Neuroglobin upregulation induced by 17β-estradiol sequesters cytocrome c in the mitochondria preventing H2O2-induced apoptosis of neuroblastoma cells

""The sex steroid hormone 17 beta-estradiol (E2) upregulates the levels of neuroglobin (NGB), a new neuroprotectant globin, to elicit its neuroprotective effect against H2O2-induced apoptosis. Several mechanisms could be proposed to justify the NGB involvement in E2 prevention of stress-induced apoptotic cell death. Here, we evaluate the ability of E2 to modulate the intracellular NGB localization and the NGB interaction with mitochondrial cytochrome c following the H2O2-induced toxicity. Present results demonstrate that NGB is expressed in the nuclei, mitochondria, and cytosol of human neuroblastoma SK-N-BE cells. E2, but not H2O2 treatment of SK-N-BE cells, reallocates NGB mainly at the mitochondria and contemporarily reduces the number of apoptotic nuclei and the levels of cleaved caspase-3. Remarkably, the E2 treatment strongly increases NGB-cytochrome c association into mitochondria and reduces the levels of cytochrome c into the cytosol of SK-N-BE cells. Although both estrogen receptors (ER alpha and ER beta) are expressed in the nucleus, mitochondria, and cytosol of SK-N-BE cells, this E2 effect specifically requires the mitochondrial ER beta activity.
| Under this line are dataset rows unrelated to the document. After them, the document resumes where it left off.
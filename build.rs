use std::env;
use std::fs;
use std::path::Path;

fn main() {
    println!("cargo:rerun-if-changed=frontend/dist");

    let manifest_dir = env::var("CARGO_MANIFEST_DIR").unwrap();
    let dist_path = Path::new(&manifest_dir).join("frontend/dist");

    // rust-embed 要求目录在编译期存在
    if !dist_path.exists() {
        eprintln!("Warning: frontend/dist directory not found!");
        eprintln!("Please build the frontend first:");
        eprintln!("  cd frontend && bun install && bun run build");

        create_fallback_files(&dist_path);
    }
}

fn create_fallback_files(dist_path: &Path) {
    fs::create_dir_all(dist_path).expect("Failed to create dist directory");

    let fallback_html = r#"<!DOCTYPE html>
<html lang="tr">
<head>
    <meta charset="UTF-8">
    <meta name="viewport" content="width=device-width, initial-scale=1.0">
    <title>Rize Teknofest Proje Asistanı - Arayüz derlenmedi</title>
    <style>
        body {
            font-family: -apple-system, BlinkMacSystemFont, 'Segoe UI', Roboto, sans-serif;
            max-width: 600px;
            margin: 100px auto;
            padding: 20px;
            text-align: center;
        }
        .warning {
            background: #ecfdf5;
            border: 1px solid #10b981;
            padding: 20px;
            border-radius: 8px;
            margin: 20px 0;
        }
        code {
            background: #f1f3f4;
            padding: 2px 6px;
            border-radius: 4px;
            font-family: monospace;
        }
    </style>
</head>
<body>
    <h1>Rize Teknofest Proje Asistanı</h1>
    <div class="warning">
        <h2>Arayüz derlenmedi</h2>
        <p>Sunucu çalışıyor, ancak web arayüzü henüz derlenmemiş.</p>
        <p><code>cd frontend && bun install && bun run build</code></p>
    </div>
</body>
</html>"#;

    fs::write(dist_path.join("index.html"), fallback_html)
        .expect("Failed to write fallback index.html");
    fs::write(dist_path.join("favicon.ico"), []).expect("Failed to write fallback favicon");
    fs::create_dir_all(dist_path.join("assets")).expect("Failed to create assets directory");
}
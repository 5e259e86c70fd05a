pub mod extractor;
pub mod file_magic;
pub mod jwt;
pub mod parameter_error_handler;
pub mod password;
pub mod validate;

pub use extractor::{SafeIDI64, SafeUsername};
pub use file_magic::validate_magic_bytes;
pub use parameter_error_handler::json_error_handler;
pub use parameter_error_handler::query_error_handler;
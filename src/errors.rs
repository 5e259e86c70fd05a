//! 统一错误处理模块
//!
//! 使用宏自动生成错误类型，支持错误代码和类型名称。

use std::fmt;

/// 定义错误类型的宏
///
/// 自动生成：
/// - enum 定义
/// - code() 方法 - 返回错误代码
/// - error_type() 方法 - 返回错误类型名称
/// - message() 方法 - 返回错误详情
/// - 便捷构造函数
macro_rules! define_teknofest_errors {
    ($(
        $variant:ident($code:literal, $type_name:literal)
    ),* $(,)?) => {
        #[derive(Debug, Clone)]
        pub enum TeknofestError {
            $($variant(String),)*
        }

        impl TeknofestError {
            /// 获取错误代码
            pub fn code(&self) -> &'static str {
                match self {
                    $(TeknofestError::$variant(_) => $code,)*
                }
            }

            /// 获取错误类型名称
            pub fn error_type(&self) -> &'static str {
                match self {
                    $(TeknofestError::$variant(_) => $type_name,)*
                }
            }

            /// 获取错误详情
            pub fn message(&self) -> &str {
                match self {
                    $(TeknofestError::$variant(msg) => msg,)*
                }
            }
        }

        // 生成便捷构造函数
        paste::paste! {
            impl TeknofestError {
                $(
                    pub fn [<$variant:snake>]<T: Into<String>>(msg: T) -> Self {
                        TeknofestError::$variant(msg.into())
                    }
                )*
            }
        }
    };
}

define_teknofest_errors! {
    CacheConnection("E001", "Cache Connection Error"),
    DatabaseConfig("E002", "Database Configuration Error"),
    DatabaseConnection("E003", "Database Connection Error"),
    DatabaseOperation("E004", "Database Operation Error"),
    FileOperation("E005", "File Operation Error"),
    Validation("E006", "Validation Error"),
    NotFound("E007", "Resource Not Found"),
    Serialization("E008", "Serialization Error"),
    Authentication("E009", "Authentication Error"),
    Authorization("E010", "Authorization Error"),
    AiService("E011", "AI Service Error"),
    DocumentGeneration("E012", "Document Generation Error"),
    DocumentExtraction("E013", "Document Extraction Error"),
}

impl TeknofestError {
    /// 格式化为彩色输出（用于开发环境）
    #[cfg(debug_assertions)]
    pub fn format_colored(&self) -> String {
        format!(
            "\x1b[1;31m[ERROR]\x1b[0m \x1b[33m{}\x1b[0m \x1b[31m{}\x1b[0m\n  {}",
            self.code(),
            self.error_type(),
            self.message()
        )
    }

    /// 格式化为简洁输出
    pub fn format_simple(&self) -> String {
        format!("{}: {}", self.error_type(), self.message())
    }
}

impl fmt::Display for TeknofestError {
    fn fmt(&self, f: &mut fmt::Formatter<'_>) -> fmt::Result {
        write!(f, "{}", self.format_simple())
    }
}

impl std::error::Error for TeknofestError {}

// 为常见的错误类型实现 From trait
impl From<sea_orm::DbErr> for TeknofestError {
    fn from(err: sea_orm::DbErr) -> Self {
        TeknofestError::DatabaseOperation(err.to_string())
    }
}

impl From<std::io::Error> for TeknofestError {
    fn from(err: std::io::Error) -> Self {
        TeknofestError::FileOperation(err.to_string())
    }
}

impl From<serde_json::Error> for TeknofestError {
    fn from(err: serde_json::Error) -> Self {
        TeknofestError::Serialization(err.to_string())
    }
}

// 去掉 URL，查询参数里可能带有凭据
impl From<reqwest::Error> for TeknofestError {
    fn from(err: reqwest::Error) -> Self {
        TeknofestError::AiService(err.without_url().to_string())
    }
}

// 启动失败时交给 main 的 io::Result
impl From<TeknofestError> for std::io::Error {
    fn from(err: TeknofestError) -> Self {
        std::io::Error::other(err.to_string())
    }
}

pub type Result<T> = std::result::Result<T, TeknofestError>;
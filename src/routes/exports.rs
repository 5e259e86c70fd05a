use actix_web::{HttpResponse, Result as ActixResult, web};
use once_cell::sync::Lazy;

use crate::middlewares;
use crate::models::exports::TeamFileRequest;
use crate::services::ExportService;

// 懒加载的全局 ExportService 实例
static EXPORT_SERVICE: Lazy<ExportService> = Lazy::new(ExportService::new_lazy);

pub async fn team_file(body: web::Json<TeamFileRequest>) -> ActixResult<HttpResponse> {
    EXPORT_SERVICE.team_file(body.into_inner()).await
}

// 配置路由
pub fn configure_export_routes(cfg: &mut web::ServiceConfig) {
    cfg.service(
        web::scope("/api/v1/exports")
            .wrap(middlewares::RequireJWT)
            .service(
                web::resource("/team-file")
                    .wrap(middlewares::RateLimit::documents())
                    .route(web::post().to(team_file)),
            ),
    );
}
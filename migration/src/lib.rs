pub use sea_orm_migration::prelude::*;

mod m20260110_000001_create_tables;

pub struct Migrator;

#[async_trait::async_trait]
impl MigratorTrait for Migrator {
    fn migrations() -> Vec<Box<dyn MigrationTrait>> {
        vec![Box::new(m20260110_000001_create_tables::Migration)]
    }
}
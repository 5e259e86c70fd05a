use super::entities::ChatRole;
use serde::Deserialize;
use ts_rs::TS;

#[derive(Debug, Deserialize, TS)]
#[ts(export, export_to = "../frontend/src/types/generated/chat.ts")]
pub struct SendChatRequest {
    #[serde(default)]
    pub text: String,
}

// 浮动助手的单条历史
#[derive(Debug, Clone, Deserialize, TS)]
#[ts(export, export_to = "../frontend/src/types/generated/chat.ts")]
pub struct AssistantTurn {
    pub role: ChatRole,
    pub text: String,
}

// 浮动助手请求：历史由客户端维护，最后一条为新消息
#[derive(Debug, Deserialize, TS)]
#[ts(export, export_to = "../frontend/src/types/generated/chat.ts")]
pub struct QuickAssistantRequest {
    #[serde(default)]
    pub messages: Vec<AssistantTurn>,
}

// 新增对话记录（存储层）
#[derive(Debug, Clone)]
pub struct CreateChatMessageRequest {
    pub username: String,
    pub role: ChatRole,
    pub text: String,
    pub timestamp: i64,
}
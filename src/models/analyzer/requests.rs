use serde::{Deserialize, Serialize};
use ts_rs::TS;

// 分析模式：评分分析或学术改写
#[derive(Debug, Clone, Copy, Serialize, Deserialize, PartialEq, Eq, TS)]
#[serde(rename_all = "snake_case")]
#[ts(export, export_to = "../frontend/src/types/generated/analyzer.ts")]
pub enum AnalyzeMode {
    Analyze,
    Rewrite,
}

#[derive(Debug, Deserialize, TS)]
#[ts(export, export_to = "../frontend/src/types/generated/analyzer.ts")]
pub struct ProcessDocumentRequest {
    pub mode: AnalyzeMode,
    #[serde(default)]
    pub text: String,
    /// 用户已同意将文本发送至 AI 服务
    #[serde(default)]
    pub consent: bool,
}
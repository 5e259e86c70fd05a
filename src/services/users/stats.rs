use actix_web::{HttpRequest, HttpResponse, Result as ActixResult};

use super::UserService;
use crate::models::users::UserRole;
use crate::models::users::responses::UserStatsResponse;
use crate::models::{ApiResponse, ErrorCode};
use crate::services::{internal_error, storage_of};
use crate::storage::Storage;

async fn collect(storage: &dyn Storage) -> crate::errors::Result<UserStatsResponse> {
    let students = storage.count_users_by_role(UserRole::Student).await?;
    let teachers = storage.count_users_by_role(UserRole::Teacher).await?;
    let admins = storage.count_users_by_role(UserRole::Admin).await?;
    Ok(UserStatsResponse {
        total: students + teachers + admins,
        students,
        teachers,
        admins,
    })
}

pub async fn user_stats(_service: &UserService, request: &HttpRequest) -> ActixResult<HttpResponse> {
    let storage = storage_of(request)?;

    match collect(storage.as_ref()).await {
        Ok(stats) => Ok(HttpResponse::Ok().json(ApiResponse::success(
            stats,
            "Kullanıcı istatistikleri alındı.",
        ))),
        Err(e) => Ok(internal_error(ErrorCode::InternalServerError, "Failed to count users", e)),
    }
}
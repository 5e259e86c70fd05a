use serde::Deserialize;
use ts_rs::TS;

#[derive(Debug, Deserialize, TS)]
#[ts(export, export_to = "../frontend/src/types/generated/message.ts")]
pub struct SendMessageRequest {
    pub to_username: String,
    #[serde(default)]
    pub text: String,
}

// 新增留言（存储层）
#[derive(Debug, Clone)]
pub struct CreateMessageRequest {
    pub from_username: String,
    pub to_username: String,
    pub text: String,
}
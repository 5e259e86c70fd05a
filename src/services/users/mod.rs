pub mod delete;
pub mod list;
pub mod stats;

use actix_web::{HttpRequest, HttpResponse, Result as ActixResult};

use crate::models::users::requests::UserListParams;

pub struct UserService;

impl UserService {
    pub fn new_lazy() -> Self {
        Self
    }

    // 获取用户列表
    pub async fn list_users(
        &self,
        query: UserListParams,
        request: &HttpRequest,
    ) -> ActixResult<HttpResponse> {
        list::list_users(self, query, request).await
    }

    // 各角色用户数量
    pub async fn user_stats(&self, request: &HttpRequest) -> ActixResult<HttpResponse> {
        stats::user_stats(self, request).await
    }

    // 删除用户（级联删除其数据）
    pub async fn delete_user(
        &self,
        username: String,
        request: &HttpRequest,
    ) -> ActixResult<HttpResponse> {
        delete::delete_user(self, username, request).await
    }
}

#[cfg(test)]
mod tests {
    use actix_web::http::{Method, StatusCode};

    use crate::models::users::UserRole;
    use crate::services::test_support::{TestContext, call_json, init_app};

    #[actix_web::test]
    async fn admin_lists_and_filters_users() {
        let ctx = TestContext::new().await;
        let admin = ctx.seed_user("yonetici", "1234", UserRole::Admin, None).await;
        ctx.seed_user("hoca", "1234", UserRole::Teacher, None).await;
        ctx.seed_user("ali", "1234", UserRole::Student, Some("hoca")).await;
        ctx.seed_user("veli", "1234", UserRole::Student, None).await;
        let app = init_app!(ctx);

        let (status, body) =
            call_json!(app, ctx.as_user(Method::GET, "/api/v1/users?page=1&size=20", &admin));
        assert_eq!(status, StatusCode::OK);
        assert_eq!(body["data"]["pagination"]["total"], 4);

        let (_, body) =
            call_json!(app, ctx.as_user(Method::GET, "/api/v1/users?role=STUDENT", &admin));
        assert_eq!(body["data"]["items"].as_array().unwrap().len(), 2);

        let (_, body) = call_json!(app, ctx.as_user(Method::GET, "/api/v1/users?search=hoca", &admin));
        // 用户名或指导教师匹配
        assert_eq!(body["data"]["items"].as_array().unwrap().len(), 2);
    }

    #[actix_web::test]
    async fn stats_count_users_per_role() {
        let ctx = TestContext::new().await;
        let admin = ctx.seed_user("yonetici", "1234", UserRole::Admin, None).await;
        let teacher = ctx.seed_user("hoca", "1234", UserRole::Teacher, None).await;
        ctx.seed_user("ali", "1234", UserRole::Student, Some("hoca")).await;
        ctx.seed_user("gülşen", "1234", UserRole::Student, Some("hoca")).await;
        let app = init_app!(ctx);

        let (status, body) =
            call_json!(app, ctx.as_user(Method::GET, "/api/v1/users/stats", &admin));
        assert_eq!(status, StatusCode::OK);
        assert_eq!(body["data"]["total"], 4);
        assert_eq!(body["data"]["students"], 2);
        assert_eq!(body["data"]["teachers"], 1);
        assert_eq!(body["data"]["admins"], 1);

        // 删除后计数随之变化，用户名按 UTF-8 百分号编码
        let (status, _) = call_json!(
            app,
            ctx.as_user(Method::DELETE, "/api/v1/users/g%C3%BCl%C5%9Fen", &admin)
        );
        assert_eq!(status, StatusCode::OK);
        let (_, body) = call_json!(app, ctx.as_user(Method::GET, "/api/v1/users/stats", &admin));
        assert_eq!(body["data"]["students"], 1);
        assert_eq!(body["data"]["total"], 3);

        let (status, _) =
            call_json!(app, ctx.as_user(Method::GET, "/api/v1/users/stats", &teacher));
        assert_eq!(status, StatusCode::FORBIDDEN);
    }

    #[actix_web::test]
    async fn non_admin_cannot_list_users() {
        let ctx = TestContext::new().await;
        let teacher = ctx.seed_user("hoca", "1234", UserRole::Teacher, None).await;
        let app = init_app!(ctx);

        let (status, _) = call_json!(app, ctx.as_user(Method::GET, "/api/v1/users", &teacher));
        assert_eq!(status, StatusCode::FORBIDDEN);
    }

    #[actix_web::test]
    async fn delete_removes_user_but_not_self() {
        let ctx = TestContext::new().await;
        let admin = ctx.seed_user("yonetici", "1234", UserRole::Admin, None).await;
        let student = ctx.seed_user("ali", "1234", UserRole::Student, None).await;
        let app = init_app!(ctx);

        let (status, body) =
            call_json!(app, ctx.as_user(Method::DELETE, "/api/v1/users/yonetici", &admin));
        assert_eq!(status, StatusCode::BAD_REQUEST);
        assert_eq!(body["message"], "Kendi hesabınızı silemezsiniz.");

        let (status, _) = call_json!(app, ctx.as_user(Method::DELETE, "/api/v1/users/ali", &admin));
        assert_eq!(status, StatusCode::OK);

        let (_, body) = call_json!(app, ctx.as_user(Method::GET, "/api/v1/users", &admin));
        let names: Vec<&str> = body["data"]["items"]
            .as_array()
            .unwrap()
            .iter()
            .filter_map(|u| u["username"].as_str())
            .collect();
        assert_eq!(names, vec!["yonetici"]);

        // 已删除用户的令牌失效
        let (status, _) = call_json!(app, ctx.as_user(Method::GET, "/api/v1/auth/me", &student));
        assert_eq!(status, StatusCode::UNAUTHORIZED);

        let (status, _) = call_json!(app, ctx.as_user(Method::DELETE, "/api/v1/users/ali", &admin));
        assert_eq!(status, StatusCode::NOT_FOUND);
    }
}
As a whole, these data demonstrate that the interception of the intrinsic apoptotic pathway into mitochondria (i.e., the prevention of cytochrome c release) is one of the pivotal mechanisms underlying E2-dependent NGB neuroprotection against H2O2 toxicity. Cell Death and Disease (2013) 4, e508; doi:10.1038\\\/cddis.2013.30; published online 21 February 2013""